When we work with our executive coaching clients, we have a pretty structured approach that always starts with gaining a mutual understanding of the “current state”. The most important part of this initial stage of the engagement is to deepen the client’s self-awareness. Ideally, we want to dig deep into strengths, styles, and preferences. We want to expose the internal wiring and the pipes. We want to see those vibrant patterns and triggers for what they are…the habitual responses...the inner critics...the things that drive them crazy…the things that help them cope. Self-awareness matters because awareness is the gateway to change. Without awareness, we can’t even see the door, never mind find the keys to unlock it.

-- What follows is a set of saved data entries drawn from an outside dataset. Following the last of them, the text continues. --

//! Migration worker actor.
//!
//! Requests from the orchestrator are handled one at a time on the
//! worker's own task. A fatal error is replied to the caller and then stops
//! the actor, so whoever owns the join handle sees the termination.

use std::sync::Arc;
use std::time::Duration;

use jobsdb::{JobsDbError, MigrationCoordinator};
use ractor::rpc::CallResult;
use ractor::{Actor, ActorProcessingErr, ActorRef};
use storage::FileStore;

use crate::messages::{ActorError, MigrationMessage, Reply};

/// State for the migration actor.
pub struct MigrationActorState {
    pub coordinator: Arc<MigrationCoordinator>,
    pub files: FileStore,
}

impl MigrationActorState {
    pub fn new(coordinator: Arc<MigrationCoordinator>, files: FileStore) -> Self {
        Self { coordinator, files }
    }
}

/// Actor serializing migration requests for one queue.
pub struct MigrationActor;

/// Send `result` to the caller; stop the actor if it was fatal.
fn respond<T>(
    myself: &ActorRef<MigrationMessage>,
    reply: Reply<T>,
    result: Result<T, JobsDbError>,
) {
    let result = result.map_err(ActorError::from);
    let fatal = match &result {
        Err(e) if e.is_fatal() => Some(e.to_string()),
        Err(e) => {
            tracing::warn!("Migration request failed: {}", e);
            None
        }
        Ok(_) => None,
    };

    let _ = reply.send(result);

    if let Some(reason) = fatal {
        tracing::error!("Migration worker stopping: {}", reason);
        myself.stop(Some(reason));
    }
}

impl Actor for MigrationActor {
    type Msg = MigrationMessage;
    type State = MigrationActorState;
    type Arguments = MigrationActorState;

    async fn pre_start(
        &self,
        _myself: ActorRef<Self::Msg>,
        args: Self::Arguments,
    ) -> Result<Self::State, ActorProcessingErr> {
        tracing::info!(
            "Starting migration worker for {} ({} files)",
            args.coordinator.jobsdb().prefix(),
            args.files.kind().as_str()
        );
        Ok(args)
    }

    async fn handle(
        &self,
        myself: ActorRef<Self::Msg>,
        message: Self::Msg,
        state: &mut Self::State,
    ) -> Result<(), ActorProcessingErr> {
        match message {
            MigrationMessage::SetupForImport { reply } => {
                let result = state.coordinator.setup_for_import().await;
                respond(&myself, reply, result);
            }

            MigrationMessage::ImportFile {
                file_key,
                from_node,
                reply,
            } => {
                let result = state
                    .coordinator
                    .import_file(&state.files, &file_key, &from_node)
                    .await;
                respond(&myself, reply, result);
            }

            MigrationMessage::ExportJobs {
                query,
                to_node,
                file_key,
                reply,
            } => {
                let result = state
                    .coordinator
                    .export_jobs(&state.files, &query, &to_node, &file_key)
                    .await;
                respond(&myself, reply, result);
            }

            MigrationMessage::GetCheckpoints { op, status, reply } => {
                let result = state.coordinator.get_checkpoints(op, status).await;
                respond(&myself, reply, result);
            }

            MigrationMessage::Shutdown => {
                tracing::info!("Migration worker shutting down");
                myself.stop(None);
            }
        }

        Ok(())
    }

    async fn post_stop(
        &self,
        _myself: ActorRef<Self::Msg>,
        state: &mut Self::State,
    ) -> Result<(), ActorProcessingErr> {
        tracing::info!(
            "Migration worker for {} stopped",
            state.coordinator.jobsdb().prefix()
        );
        Ok(())
    }
}

/// Spawn the migration worker, registered as `migration-{node}-{prefix}`.
pub async fn start_migration_worker(
    coordinator: Arc<MigrationCoordinator>,
    files: FileStore,
) -> Result<(ActorRef<MigrationMessage>, tokio::task::JoinHandle<()>), ractor::SpawnErr> {
    let jobsdb = coordinator.jobsdb();
    let name = format!("migration-{}-{}", jobsdb.config().node_id, jobsdb.prefix());
    let (actor, handle) = Actor::spawn(
        Some(name),
        MigrationActor,
        MigrationActorState::new(coordinator, files),
    )
    .await?;

    Ok((actor, handle))
}

/// Send a request built by `build` and wait for the reply.
pub async fn request<T>(
    worker: &ActorRef<MigrationMessage>,
    build: impl FnOnce(Reply<T>) -> MigrationMessage,
    timeout: Option<Duration>,
) -> Result<T, ActorError>
where
    T: Send + 'static,
{
    match ractor::rpc::call(worker, build, timeout).await {
        Ok(CallResult::Success(result)) => result,
        Ok(CallResult::Timeout) => Err(ActorError::Unavailable("request timed out".into())),
        Ok(CallResult::SenderError) => {
            Err(ActorError::Unavailable("worker dropped the request".into()))
        }
        Err(e) => Err(ActorError::Unavailable(e.to_string())),
    }
}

Increased self-awareness can be a very exciting phase for clients. They are seeing patterns and understanding their behaviors better than ever before. Often they are realizing the origins of things that have dogged them for a long time. They also are learning to appreciate their wonderful strengths and values, and to see them more distinctly. They have super-awareness of their emotions, thought patterns, and actions. It’s a time of insight.

Then, everything stops.

And there is a moment in nearly every coaching engagement when they suddenly stop recounting their insights, their new awareness, the stories of how their current state is showing up, perhaps holding them back from the goals they have set…and they look at me and say:

“Ok, I understand it. So, what do I do about it?”

What they are really asking is “How do I change? For real, this time?”

Experience has shown me that intellectualizing change is not enough. We really can't think our way out of things in all cases. The mind and body need more help than that. In order to have transformational results, clients need to employ two very powerful elements in addition to self-awareness: creating new patterns (which include mindfulness practices, breathing, positive bias techniques, exploding competing commitments, etc.) and employing self-compassion (therefore minimizing the negative effects of the “inner critic”, which can thwart change). We’ve found that without these three elements in play together, only surface-level, tactical change generally takes place.

As you might expect, it’s those clients with the interest (and courage) to take on their habitual tendencies and patterns with new tools and compassion that see the biggest gains in their personal and leadership effectiveness.